Contemporary Management of Subtrochanteric Fractures




Cephalomedullary interlocking nails that allow for trochanteric entry and minimally invasive fixation have revolutionized the contemporary management of subtrochanteric fractures with improved union rates and decreased incidence of fixation failure. The most successful alternative to intramedullary fixation remains the angled blade plate. Despite biomechanical superiority of contemporary intramedullary implants to previous intramedullary devices, the importance of achieving and maintaining satisfactory fracture reduction prior to and during hardware insertion cannot be overemphasized. In comminuted and more challenging fractures, additional techniques, such as limited open reduction with clamps and/or cables, can allow for canal restoration and more anatomic reductions prior to and/or during nail insertion.


Key points








  • Subtrochanteric fractures involve the segment of the proximal femur from the lesser trochanter to the isthmus.
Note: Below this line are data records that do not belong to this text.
//! Metrics sink interface
//!
//! Events are fire-and-forget: `record` returns nothing, and a sink that fails
//! internally must swallow the failure rather than affect the decision path.

use serde::{Deserialize, Serialize};

/// "A prediction/decision of kind X took Y ms and succeeded/failed"
#[derive(Debug, Clone, PartialEq, Serialize, Deserialize)]
pub struct MetricsEvent {
    pub kind: String,
    pub duration_ms: f64,
    pub success: bool,
}

impl MetricsEvent {
    pub fn new(kind: impl Into<String>, duration_ms: f64, success: bool) -> Self {
        Self {
            kind: kind.into(),
            duration_ms,
            success,
        }
    }
}

pub trait MetricsSink: Send + Sync {
    fn record(&self, event: MetricsEvent);
}

/// Sink that discards every event
#[derive(Debug, Default, Clone, Copy)]
pub struct NoopMetricsSink;

impl MetricsSink for NoopMetricsSink {
    fn record(&self, _event: MetricsEvent) {}
}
  • Subtrochanteric fractures often exhibit a characteristic deformity at the fracture site and remain challenging fractures to treat due to a short proximal fragment and high biomechanical forces.



  • Extramedullary fixation is capable of providing stable fixation for subtrochanteric fractures although reoperation rates have been higher than intramedullary fixation.



  • Cephalomedullary interlocking nails designed for trochanteric entry can provide stable fixation for both low- and high-energy subtrochanteric fractures.



  • Fracture reduction must be achieved prior to and maintained during nail insertion.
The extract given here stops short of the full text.